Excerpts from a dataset
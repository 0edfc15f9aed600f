//! Mintlify-style navigation extraction
//!
//! Mintlify renders the full site navigation into a `#navigation-items`
//! container on every page (global navigation), grouping pages under
//! `sidebar-group-header` section titles.

use std::collections::HashSet;

use once_cell::sync::Lazy;
use scraper::{Html, Selector};
use url::Url;

use crate::nav::walk::{child_elements, element_text, process_nav_list};
use crate::nav::NavLink;

static NAVIGATION_ITEMS: Lazy<Selector> =
    Lazy::new(|| Selector::parse("#navigation-items").expect("valid selector"));
static GROUP_HEADER: Lazy<Selector> =
    Lazy::new(|| Selector::parse(".sidebar-group-header").expect("valid selector"));
static GROUP_TITLE: Lazy<Selector> =
    Lazy::new(|| Selector::parse("h5, h4, h3, span").expect("valid selector"));
static SIDEBAR_GROUP: Lazy<Selector> =
    Lazy::new(|| Selector::parse(".sidebar-group").expect("valid selector"));
static ANY_LIST: Lazy<Selector> = Lazy::new(|| Selector::parse("ul").expect("valid selector"));

pub(crate) fn can_handle(doc: &Html) -> bool {
    doc.select(&NAVIGATION_ITEMS).next().is_some()
}

pub(crate) fn extract(doc: &Html, base_url: &Url, seen: &mut HashSet<String>) -> Vec<NavLink> {
    let mut links = Vec::new();

    let Some(container) = doc.select(&NAVIGATION_ITEMS).next() else {
        return links;
    };

    for child in child_elements(container) {
        if let Some(header) = child.select(&GROUP_HEADER).next() {
            if let Some(title_el) = header.select(&GROUP_TITLE).next() {
                let section_title = element_text(title_el);
                if !section_title.is_empty() {
                    links.push(NavLink::header(section_title, 0));
                }
            }

            let group = child
                .select(&SIDEBAR_GROUP)
                .next()
                .or_else(|| child.select(&ANY_LIST).next());
            if let Some(group) = group {
                for list in child_elements(group).filter(|el| matches!(el.value().name(), "ol" | "ul"))
                {
                    process_nav_list(list, base_url, seen, 1, &mut links);
                }
                if group.value().name() == "ul" {
                    process_nav_list(group, base_url, seen, 1, &mut links);
                }
            }
        } else if child.value().name() == "ul" {
            process_nav_list(child, base_url, seen, 0, &mut links);
        }
    }

    links
}

#[cfg(test)]
mod tests {
    use super::*;

    const SAMPLE: &str = r#"
        <html><body>
        <div id="navigation-items">
          <div>
            <div class="sidebar-group-header"><h5>Getting Started</h5></div>
            <ul class="sidebar-group">
              <li><a href="/quickstart">Quickstart</a></li>
              <li><a href="/installation">Installation</a></li>
            </ul>
          </div>
          <ul>
            <li><a href="/changelog">Changelog</a></li>
          </ul>
        </div>
        </body></html>
    "#;

    fn base() -> Url {
        Url::parse("https://docs.example.com/").unwrap()
    }

    #[test]
    fn test_can_handle() {
        assert!(can_handle(&Html::parse_document(SAMPLE)));
        assert!(!can_handle(&Html::parse_document("<html><body></body></html>")));
    }

    #[test]
    fn test_extracts_section_header_and_links() {
        let doc = Html::parse_document(SAMPLE);
        let mut seen = HashSet::new();
        let links = extract(&doc, &base(), &mut seen);

        assert_eq!(links[0], NavLink::header("Getting Started".to_string(), 0));
        assert_eq!(
            links[1],
            NavLink::page("https://docs.example.com/quickstart".to_string(), "Quickstart".to_string(), 1)
        );
        assert_eq!(links[3].depth, 0);
        assert_eq!(links[3].title, "Changelog");
    }
}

## Work instructions
Return, line for line and unchanged, the data from its first line through the line containing "let Some(container) = doc.select(&NAVIGATION_ITEMS).next()".

## Result
repository 0edfc15f9aed600f
//! Mintlify-style navigation extraction
//!
//! Mintlify renders the full site navigation into a `#navigation-items`
//! container on every page (global navigation), grouping pages under
//! `sidebar-group-header` section titles.

use std::collections::HashSet;

use once_cell::sync::Lazy;
use scraper::{Html, Selector};
use url::Url;

use crate::nav::walk::{child_elements, element_text, process_nav_list};
use crate::nav::NavLink;

static NAVIGATION_ITEMS: Lazy<Selector> =
    Lazy::new(|| Selector::parse("#navigation-items").expect("valid selector"));
static GROUP_HEADER: Lazy<Selector> =
    Lazy::new(|| Selector::parse(".sidebar-group-header").expect("valid selector"));
static GROUP_TITLE: Lazy<Selector> =
    Lazy::new(|| Selector::parse("h5, h4, h3, span").expect("valid selector"));
static SIDEBAR_GROUP: Lazy<Selector> =
    Lazy::new(|| Selector::parse(".sidebar-group").expect("valid selector"));
static ANY_LIST: Lazy<Selector> = Lazy::new(|| Selector::parse("ul").expect("valid selector"));

pub(crate) fn can_handle(doc: &Html) -> bool {
    doc.select(&NAVIGATION_ITEMS).next().is_some()
}

pub(crate) fn extract(doc: &Html, base_url: &Url, seen: &mut HashSet<String>) -> Vec<NavLink> {
    let mut links = Vec::new();

    let Some(container) = doc.select(&NAVIGATION_ITEMS).next() else {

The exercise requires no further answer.